The next major tool for precision agriculture: Real-time protein monitoring
by Philip Clancy, Next Instruments, Australia
Cereal and oil seed crops including wheat, barley, rice, corn, canola and soybeans make up more than 80 percent of the world's grain production, i.e., 2,513 million metric tonnes in 2017. It has been forecast that the world will need to increase the production of grains and oilseeds by 30 percent by 2050 in order to feed the nine billion people that will inhabit the planet.
However, there is not an additional amount of arable land to meet this demand. As such farmers, agronomists, agricultural scientists and governments are faced with the challenge of producing 30 percent more through better technology.
A major tool available to the agriculture eco system to achieve this task is precision agriculture (PA). The US Department of Agriculture defines of precision agriculture as:' a management system that is information and technology based, is site specific and uses one or more of the following sources of data: soils, crops, nutrients, pests, moisture, or yield, for optimum profitability, sustainability, and protection of the environment (adapted from Precision Ag. 2003).'
Since 2008, there has been approximately a 10 percent increase in production shown in the following plot of annual gross grain production. So what is the next big step in PA that will sustain this growth rate?

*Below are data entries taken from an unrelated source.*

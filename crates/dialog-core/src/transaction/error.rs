use thiserror::Error;

use crate::transaction::{TransactionKey, TransactionKind, TransactionState};

/// Result type for transaction operations
pub type Result<T> = std::result::Result<T, Error>;

/// Errors raised by the transaction layer.
///
/// Timeouts are not errors: they reach the transaction user as
/// [`TransactionEvent::TransactionTimeout`](crate::transaction::TransactionEvent).
#[derive(Error, Debug)]
pub enum Error {
    #[error("Transaction not found: {0}")]
    TransactionNotFound(TransactionKey),

    #[error("Transaction already exists: {0}")]
    TransactionExists(TransactionKey),

    #[error("Invalid {kind:?} state transition: {from:?} -> {to:?}")]
    InvalidStateTransition {
        kind: TransactionKind,
        from: TransactionState,
        to: TransactionState,
    },

    /// The request cannot start or belong to a transaction (no branch, ACK, ...)
    #[error("Invalid request: {0}")]
    InvalidRequest(String),

    #[error("Protocol violation: {0}")]
    ProtocolViolation(String),

    #[error("Transport error: {0}")]
    Transport(#[from] sipwire_sip_transport::Error),

    /// The transaction's event loop is gone
    #[error("Transaction channel closed")]
    ChannelClosed,

    #[error("SIP error: {0}")]
    Core(#[from] sipwire_sip_core::Error),
}

impl Error {
    pub fn is_transport(&self) -> bool {
        matches!(self, Error::Transport(_))
    }
}
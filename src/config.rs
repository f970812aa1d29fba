// src/config.rs

use anyhow::{Context, Result};
use serde::Deserialize;
use std::{
    env, fs,
    path::{Path, PathBuf},
    time::Duration,
};
use tracing::{debug, info};

use crate::process::header::{DEFAULT_HEADER_KEYWORDS, DEFAULT_HEADER_THRESHOLD};
use crate::process::HeaderClassifier;

pub const DEFAULT_BASE_URL: &str = "https://www.gov.br/anvisa/pt-br/setorregulado/regularizacao/medicamentos/medicamentos-de-referencia/lista-de-medicamentos-de-referencia";
pub const DEFAULT_LINK_BASE: &str = "https://www.gov.br";
pub const DEFAULT_USER_AGENT: &str =
    "Mozilla/5.0 (Windows NT 10.0; Win64; x64) AppleWebKit/537.36";

/// Runtime settings. Every field has a default, so an empty or missing
/// YAML file is a valid configuration.
#[derive(Debug, Clone, PartialEq, Deserialize)]
#[serde(default)]
pub struct Config {
    /// Page that lists the PDF documents.
    pub base_url: String,
    /// Origin used to absolutize relative PDF links.
    pub link_base: String,
    pub user_agent: String,
    pub timeout_secs: u64,
    pub max_retries: u32,
    pub retry_delay_ms: u64,
    pub output_dir: PathBuf,
    pub header: HeaderConfig,
}

#[derive(Debug, Clone, PartialEq, Deserialize)]
#[serde(default)]
pub struct HeaderConfig {
    pub keywords: Vec<String>,
    pub threshold: usize,
}

impl Default for Config {
    fn default() -> Self {
        Self {
            base_url: DEFAULT_BASE_URL.to_string(),
            link_base: DEFAULT_LINK_BASE.to_string(),
            user_agent: DEFAULT_USER_AGENT.to_string(),
            timeout_secs: 30,
            max_retries: 3,
            retry_delay_ms: 500,
            output_dir: PathBuf::from("."),
            header: HeaderConfig::default(),
        }
    }
}

impl Default for HeaderConfig {
    fn default() -> Self {
        Self {
            keywords: DEFAULT_HEADER_KEYWORDS.iter().map(|k| k.to_string()).collect(),
            threshold: DEFAULT_HEADER_THRESHOLD,
        }
    }
}

impl From<&HeaderConfig> for HeaderClassifier {
    fn from(cfg: &HeaderConfig) -> Self {
        HeaderClassifier::new(cfg.keywords.iter().cloned(), cfg.threshold)
    }
}

impl Config {
    /// Load from `path` (YAML) if given, then apply `REFDRUGS_*` overrides.
    pub fn load(path: Option<&Path>) -> Result<Self> {
        let mut cfg = match path {
            Some(p) => Self::from_yaml_file(p)?,
            None => {
                debug!("no config file given; using defaults");
                Self::default()
            }
        };
        cfg.apply_env_overrides(|k| env::var(k).ok())?;
        Ok(cfg)
    }

    pub fn from_yaml_file(path: &Path) -> Result<Self> {
        let text = fs::read_to_string(path)
            .with_context(|| format!("reading config {}", path.display()))?;
        let cfg = Self::from_yaml_str(&text)
            .with_context(|| format!("parsing config {}", path.display()))?;
        info!(path = %path.display(), "loaded config");
        Ok(cfg)
    }

    pub fn from_yaml_str(text: &str) -> Result<Self> {
        if text.trim().is_empty() {
            return Ok(Self::default());
        }
        Ok(serde_yaml::from_str(text)?)
    }

    /// `lookup` is `env::var` in production and a map in tests.
    pub fn apply_env_overrides<F>(&mut self, lookup: F) -> Result<()>
    where
        F: Fn(&str) -> Option<String>,
    {
        if let Some(v) = lookup("REFDRUGS_BASE_URL") {
            self.base_url = v;
        }
        if let Some(v) = lookup("REFDRUGS_OUTPUT_DIR") {
            self.output_dir = PathBuf::from(v);
        }
        if let Some(v) = lookup("REFDRUGS_TIMEOUT_SECS") {
            self.timeout_secs = v
                .trim()
                .parse()
                .with_context(|| format!("REFDRUGS_TIMEOUT_SECS={:?} is not a number", v))?;
        }
        Ok(())
    }

    pub fn timeout(&self) -> Duration {
        Duration::from_secs(self.timeout_secs)
    }

    pub fn retry_delay(&self) -> Duration {
        Duration::from_millis(self.retry_delay_ms)
    }

    pub fn classifier(&self) -> HeaderClassifier {
        HeaderClassifier::from(&self.header)
    }
}

#[cfg(test)]
mod tests {
    use super::*;
    use std::collections::HashMap;
    use std::io::Write;
    use tempfile::NamedTempFile;

    #[test]
    fn defaults_match_the_published_layout() {
        let cfg = Config::default();
        assert_eq!(cfg.timeout(), Duration::from_secs(30));
        assert_eq!(cfg.classifier(), HeaderClassifier::default());
    }

    #[test]
    fn partial_yaml_keeps_other_defaults() {
        let cfg = Config::from_yaml_str(
            "output_dir: out\nheader:\n  keywords: [COL, NAME]\n  threshold: 2\n",
        )
        .unwrap();
        assert_eq!(cfg.output_dir, PathBuf::from("out"));
        assert_eq!(cfg.base_url, DEFAULT_BASE_URL);
        assert_eq!(cfg.classifier().threshold(), 2);
        assert!(cfg.classifier().is_header(&["col", "name"]));
    }

    #[test]
    fn empty_yaml_is_default() {
        assert_eq!(Config::from_yaml_str("  \n").unwrap(), Config::default());
    }

    #[test]
    fn non_numeric_timeout_is_rejected() {
        assert!(Config::from_yaml_str("timeout_secs: soon").is_err());
    }

    #[test]
    fn env_overrides_win() {
        let vars: HashMap<&str, &str> = [
            ("REFDRUGS_OUTPUT_DIR", "/tmp/refs"),
            ("REFDRUGS_TIMEOUT_SECS", " 5 "),
        ]
        .into_iter()
        .collect();
        let mut cfg = Config::default();
        cfg.apply_env_overrides(|k| vars.get(k).map(|v| v.to_string()))
            .unwrap();
        assert_eq!(cfg.output_dir, PathBuf::from("/tmp/refs"));
        assert_eq!(cfg.timeout_secs, 5);

        let mut bad = Config::default();
        assert!(bad
            .apply_env_overrides(|k| (k == "REFDRUGS_TIMEOUT_SECS").then(|| "x".to_string()))
            .is_err());
    }

    #[test]
    fn loads_from_file() {
        let mut tmp = NamedTempFile::new().unwrap();
        writeln!(tmp, "timeout_secs: 12\nmax_retries: 1").unwrap();
        let cfg = Config::from_yaml_file(tmp.path()).unwrap();
        assert_eq!(cfg.timeout_secs, 12);
        assert_eq!(cfg.max_retries, 1);
    }
}
use tracing::info;

use crate::process::dataset::Dataset;
use crate::process::header::HeaderClassifier;
use crate::schema::RecordKind;

/// Merge the Lista A and Lista B datasets of one record kind.
///
/// An empty side yields the other side unchanged. Otherwise a header-like
/// first record of `b` is dropped, `b`'s records follow `a`'s, ids are
/// renumbered and `a`'s header is kept.
pub fn combine(
    mut a: Dataset,
    mut b: Dataset,
    kind: RecordKind,
    classifier: &HeaderClassifier,
) -> Dataset {
    debug_assert_eq!(a.kind(), kind);
    debug_assert_eq!(b.kind(), kind);

    if a.is_empty() {
        return b;
    }
    if b.is_empty() {
        return a;
    }

    if b.drop_leading_header(classifier) {
        info!(kind = %kind, "dropped duplicated header from Lista B before combining");
    }
    a.append(b);
    a
}
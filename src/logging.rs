// src/logging.rs

use std::env;
use tracing::Level;
use tracing_subscriber::{fmt, EnvFilter};

/// Install the global fmt subscriber. `RUST_LOG` wins; otherwise
/// `LOG_LEVEL` (default `info`) applies to everything.
pub fn init() {
    let filter = EnvFilter::try_from_default_env().unwrap_or_else(|_| {
        let level = env::var("LOG_LEVEL").unwrap_or_else(|_| "info".to_string());
        EnvFilter::default().add_directive(level.parse().unwrap_or(Level::INFO.into()))
    });
    fmt().with_env_filter(filter).init();
}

This article describes the missing piece of the PA puzzle: Protein monitoring, as the next big PA technology improvement.
History of PA
The history of precision agriculture goes back to 1990 when GPS became available for public use. Since then the major technology milestones include yield monitors, auto-steering, controlled traffic, touch screen computers and moisture sensors. (See Figure one).

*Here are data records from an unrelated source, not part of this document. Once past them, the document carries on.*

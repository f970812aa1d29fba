// src/output.rs

use anyhow::{Context, Result};
use csv::WriterBuilder;
use std::{
    fs,
    io::Write,
    path::{Path, PathBuf},
};
use tracing::info;

use crate::pipeline::PipelineOutput;
use crate::process::Dataset;

const UTF8_BOM: &[u8] = b"\xEF\xBB\xBF";

/// Write `dataset` as comma-separated UTF-8 with a BOM: canonical header
/// first, then one line per record. Atomic (tmp file + rename).
pub fn write_dataset_csv(path: impl AsRef<Path>, dataset: &Dataset) -> Result<()> {
    let path = path.as_ref();
    let dir = path.parent().unwrap_or_else(|| Path::new("."));
    fs::create_dir_all(dir).with_context(|| format!("creating {}", dir.display()))?;

    let file_name = path
        .file_name()
        .map(|n| n.to_string_lossy().into_owned())
        .unwrap_or_else(|| "dataset.csv".to_string());
    let tmp_path = dir.join(format!(".{}.tmp", file_name));

    let mut file = fs::File::create(&tmp_path)
        .with_context(|| format!("creating {}", tmp_path.display()))?;
    file.write_all(UTF8_BOM)?;

    let mut wtr = WriterBuilder::new().has_headers(false).from_writer(file);
    wtr.write_record(dataset.header().cells())
        .with_context(|| format!("writing header to {}", tmp_path.display()))?;
    for rec in dataset.records() {
        wtr.write_record(rec.cells())
            .with_context(|| format!("writing record {} to {}", rec.id(), tmp_path.display()))?;
    }
    wtr.flush()?;
    drop(wtr);

    fs::rename(&tmp_path, path)
        .with_context(|| format!("renaming {} -> {}", tmp_path.display(), path.display()))?;
    Ok(())
}

/// Persist every dataset of a run under `dir`: one file per category plus
/// the reconciled included/excluded files. Returns the written paths.
pub fn write_outputs(dir: impl AsRef<Path>, output: &PipelineOutput) -> Result<Vec<PathBuf>> {
    let dir = dir.as_ref();
    let mut written = Vec::new();

    for (category, dataset) in &output.datasets {
        let path = dir.join(format!("{}.csv", category.slug()));
        write_dataset_csv(&path, dataset)?;
        info!(path = %path.display(), records = dataset.len(), "wrote category file");
        written.push(path);
    }

    for (kind, dataset) in &output.combined {
        let path = dir.join(kind.combined_file_name());
        write_dataset_csv(&path, dataset)?;
        info!(path = %path.display(), records = dataset.len(), "wrote combined file");
        written.push(path);
    }

    Ok(written)
}
// src/process/mod.rs
pub mod combine;
pub mod dataset;
pub mod date_parser;
pub mod extract;
pub mod header;
pub mod raw_table;
pub mod utils;

use tracing::{debug, info};

use crate::error::ExtractError;
use crate::schema::{standardize_header, DocumentCategory, List};

pub use combine::combine;
pub use dataset::{Dataset, Record, Row};
pub use date_parser::normalize_date;
pub use extract::{extract_table, ExtractedTable};
pub use header::HeaderClassifier;
pub use raw_table::{RawCell, RawTable};

/// How many changed dates are echoed at debug level per document.
const DATE_SAMPLE: usize = 5;

/// Full per-document pass: extract → canonical header → date cleanup.
///
/// A table with a header but no data rows is an empty dataset, not an error.
#[tracing::instrument(level = "info", skip(pages, category, classifier), fields(category = %category, pages = pages.len()))]
pub fn process_pages(
    pages: &[Option<RawTable>],
    category: DocumentCategory,
    classifier: &HeaderClassifier,
) -> Result<Dataset, ExtractError> {
    let table = extract_table(pages, category, classifier)?;
    let dataset = build_dataset(table, category, classifier);
    info!(records = dataset.len(), "document processed");
    Ok(dataset)
}

/// Standardize the header, normalize the category's date column and, for
/// Lista B, drop a header-like first record.
pub fn build_dataset(
    table: ExtractedTable,
    category: DocumentCategory,
    classifier: &HeaderClassifier,
) -> Dataset {
    let header = standardize_header(&table.header);
    let mut dataset = Dataset::new(category.kind, header, table.rows);

    let date_col = category.kind.date_column();
    match dataset.column_index(date_col.as_str()) {
        Some(idx) => {
            let mut shown = 0;
            dataset.map_column(idx, |raw| {
                let norm = normalize_date(Some(raw));
                if norm != raw && shown < DATE_SAMPLE {
                    shown += 1;
                    debug!(from = raw, to = %norm, "normalized date");
                }
                norm
            });
        }
        None => debug!(column = %date_col, "date column not present; dates left as-is"),
    }

    if category.list == List::B && dataset.drop_leading_header(classifier) {
        info!(category = %category, "dropped duplicated header from Lista B");
    }

    dataset
}
use anyhow::Result;
use refdrugs::{
    config::Config, fetch::HttpSource, logging, output, pdf::LopdfTableReader,
    pipeline::Pipeline, report,
};
use std::{env, path::PathBuf, time::Instant};
use tracing::{info, warn};

#[tokio::main]
async fn main() -> Result<()> {
    // ─── 1) init logging ─────────────────────────────────────────────
    logging::init();
    info!("startup");

    // ─── 2) configuration ────────────────────────────────────────────
    let cfg_path = env::args()
        .nth(1)
        .or_else(|| env::var("REFDRUGS_CONFIG").ok())
        .map(PathBuf::from);
    let cfg = Config::load(cfg_path.as_deref())?;
    info!(base_url = %cfg.base_url, output_dir = %cfg.output_dir.display(), "configured");

    // ─── 3) run every category ───────────────────────────────────────
    let start = Instant::now();
    let pipeline = Pipeline::new(HttpSource::new(&cfg)?, LopdfTableReader, cfg.classifier());
    let out = pipeline.run().await;

    // ─── 4) persist ──────────────────────────────────────────────────
    let written = output::write_outputs(&cfg.output_dir, &out)?;
    let report_path = report::write_report(&cfg.output_dir, &out.report)?;
    info!(path = %report_path.display(), "wrote run report");

    for (kind, ds) in &out.combined {
        info!(kind = %kind, records = ds.len(), columns = %ds.header().cells().join(", "), "final dataset");
    }
    if out.report.skipped() > 0 {
        warn!(skipped = out.report.skipped(), "some categories were skipped; see run report");
    }
    info!(files = written.len(), elapsed = ?start.elapsed(), "all done");
    Ok(())
}
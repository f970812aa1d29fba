// src/fetch/download.rs
use reqwest::Client;
use std::time::Duration;
use tokio::time::sleep;
use tracing::{debug, error, warn};

use crate::error::FetchError;

async fn get_bytes_core(client: &Client, url: &str) -> Result<Vec<u8>, FetchError> {
    debug!("GET {}", url);
    let resp = client
        .get(url)
        .send()
        .await
        .and_then(|r| r.error_for_status())
        .map_err(|e| FetchError::from_reqwest(url, e))?;
    let bytes = resp
        .bytes()
        .await
        .map_err(|e| FetchError::from_reqwest(url, e))?;
    Ok(bytes.to_vec())
}

/// GET `url`, retrying transient failures up to `max_retries` extra times
/// with doubling backoff. Other failures return at once.
pub async fn get_bytes_with_retry(
    client: &Client,
    url: &str,
    max_retries: u32,
    initial_backoff: Duration,
) -> Result<Vec<u8>, FetchError> {
    let mut attempts = 0;
    loop {
        match get_bytes_core(client, url).await {
            Ok(b) => return Ok(b),
            Err(e) if e.is_transient() && attempts < max_retries => {
                attempts += 1;
                let backoff = initial_backoff * 2u32.pow(attempts - 1);
                warn!(%url, attempt = attempts, delay_ms = backoff.as_millis() as u64, error = %e, "retrying");
                sleep(backoff).await;
            }
            Err(e) if e.is_transient() => {
                error!(%url, error = %e, "exhausted retries");
                return Err(e);
            }
            Err(e) => {
                error!(%url, error = %e, "request failed");
                return Err(e);
            }
        }
    }
}

/// Same as [`get_bytes_with_retry`], decoded as UTF-8 (lossy).
pub async fn get_text_with_retry(
    client: &Client,
    url: &str,
    max_retries: u32,
    initial_backoff: Duration,
) -> Result<String, FetchError> {
    let bytes = get_bytes_with_retry(client, url, max_retries, initial_backoff).await?;
    Ok(String::from_utf8_lossy(&bytes).into_owned())
}

#[cfg(test)]
mod tests {
    use super::*;
    use std::sync::atomic::{AtomicUsize, Ordering};
    use std::sync::Arc;
    use tokio::io::{AsyncReadExt, AsyncWriteExt};
    use tokio::net::TcpListener;

    /// Answer every request with `status` and count the requests.
    async fn serve_status(status: &'static str) -> (String, Arc<AtomicUsize>) {
        let listener = TcpListener::bind("127.0.0.1:0").await.unwrap();
        let url = format!("http://{}/doc.pdf", listener.local_addr().unwrap());
        let hits = Arc::new(AtomicUsize::new(0));
        let counter = hits.clone();
        tokio::spawn(async move {
            loop {
                let Ok((mut sock, _)) = listener.accept().await else {
                    return;
                };
                counter.fetch_add(1, Ordering::SeqCst);
                let mut buf = [0u8; 1024];
                let _ = sock.read(&mut buf).await;
                let resp = format!(
                    "HTTP/1.1 {}\r\nContent-Length: 0\r\nConnection: close\r\n\r\n",
                    status
                );
                let _ = sock.write_all(resp.as_bytes()).await;
                let _ = sock.shutdown().await;
            }
        });
        (url, hits)
    }

    #[tokio::test]
    async fn not_found_is_not_retried() {
        let (url, hits) = serve_status("404 Not Found").await;
        let err = get_bytes_with_retry(&Client::new(), &url, 3, Duration::from_millis(1))
            .await
            .unwrap_err();
        assert!(matches!(err, FetchError::Status { status: 404, .. }));
        assert_eq!(hits.load(Ordering::SeqCst), 1);
    }

    #[tokio::test]
    async fn server_errors_are_retried_until_exhausted() {
        let (url, hits) = serve_status("503 Service Unavailable").await;
        let err = get_bytes_with_retry(&Client::new(), &url, 2, Duration::from_millis(1))
            .await
            .unwrap_err();
        assert!(matches!(err, FetchError::Status { status: 503, .. }));
        assert_eq!(hits.load(Ordering::SeqCst), 3);
    }
}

The end game for precision agriculture is variable rate fertilisation (VRF) applications for nutrients including nitrogen, sulphur, potassium and phosphorus, yet so few farmers have adopted VRF technologies.
The most likely reason for the low uptake of VRF technologies is that there have been few examples of success that can be credited to PA. It could also be argued that farmers find it too complex to translate data taken from their PA tools and create VRF prescriptions to use on seeders, spreaders and sprayers.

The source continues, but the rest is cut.